[WHAT THE TASK ASKS]:
A verbatim reprint of the records below is what this exercise asks for.

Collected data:
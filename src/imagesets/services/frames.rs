use crate::common::decoder::FrameDecoder;
use crate::common::store::ImagesetStore;
use crate::imagesets::error::FrameError;
use crate::imagesets::models::study::Issue;
use crate::imagesets::models::work_item::{FrameGeometry, InstanceWorkItem};

/// Fetches, decodes and concatenates the frames of one instance into its pixel data.
///
/// Frames are appended in the order they are listed. A frame that cannot be
/// fetched or decoded is left out and reported; the others are still appended.
pub async fn assemble_frames<S, D>(
    store: &S,
    decoder: &D,
    item: &mut InstanceWorkItem,
    issues: &mut Vec<Issue>,
) where
    S: ImagesetStore,
    D: FrameDecoder,
{
    let InstanceWorkItem {
        datastore_id,
        imageset_id,
        sop_instance_uid,
        frame_ids,
        geometry,
        pixel_data,
        ..
    } = item;

    for frame_id in frame_ids.iter() {
        match frame_samples(store, decoder, datastore_id, imageset_id, frame_id, geometry).await {
            Ok(samples) => pixel_data.extend_from_slice(&samples),
            Err(err) => {
                tracing::warn!(sop_instance_uid = %sop_instance_uid, frame_id = %frame_id, "skipping frame: {err}");
                issues.push(Issue::FrameSkipped {
                    sop_instance_uid: sop_instance_uid.clone(),
                    frame_id: frame_id.clone(),
                    reason: err.to_string(),
                });
            }
        }
    }
}

async fn frame_samples<S, D>(
    store: &S,
    decoder: &D,
    datastore_id: &str,
    imageset_id: &str,
    frame_id: &str,
    geometry: &FrameGeometry,
) -> Result<Vec<u8>, FrameError>
where
    S: ImagesetStore,
    D: FrameDecoder,
{
    let blob = store.get_frame(datastore_id, imageset_id, frame_id).await?;
    Ok(decoder.decode(&blob, geometry)?)
}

[TASK ANSWER]:
filename src/imagesets/services/frames.rs
use crate::common::decoder::FrameDecoder;
use crate::common::store::ImagesetStore;
use crate::imagesets::error::FrameError;
use crate::imagesets::models::study::Issue;
use crate::imagesets::models::work_item::{FrameGeometry, InstanceWorkItem};

/// Fetches, decodes and concatenates the frames of one instance into its pixel data.
///
/// Frames are appended in the order they are listed. A frame that cannot be
/// fetched or decoded is left out and reported; the others are still appended.
pub async fn assemble_frames<S, D>(
    store: &S,
    decoder: &D,
    item: &mut InstanceWorkItem,
    issues: &mut Vec<Issue>,
) where
    S: ImagesetStore,
    D: FrameDecoder,
{
    let InstanceWorkItem {
        datastore_id,
        imageset_id,
        sop_instance_uid,
        frame_ids,
        geometry,
        pixel_data,
        ..
    } = item;

    for frame_id in frame_ids.iter() {
        match frame_samples(store, decoder, datastore_id, imageset_id, frame_id, geometry).await {
            Ok(samples) => pixel_data.extend_from_slice(&samples),
            Err(err) => {
                tracing::warn!(sop_instance_uid = %sop_instance_uid, frame_id = %frame_id, "skipping frame: {err}");
                issues.push(Issue::FrameSkipped {
                    sop_instance_uid: sop_instance_uid.clone(),
                    frame_id: frame_id.clone(),
                    reason: err.to_string(),
                });
            }
        }
    }
}

async fn frame_samples<S, D>(
    store: &S,
    decoder: &D,
    datastore_id: &str,
    imageset_id: &str,
    frame_id: &str,
    geometry: &FrameGeometry,
) -> Result<Vec<u8>, FrameError>
where
    S: ImagesetStore,
    D: FrameDecoder,
{
    let blob = store.get_frame(datastore_id, imageset_id, frame_id).await?;
    Ok(decoder.decode(&blob, geometry)?)
}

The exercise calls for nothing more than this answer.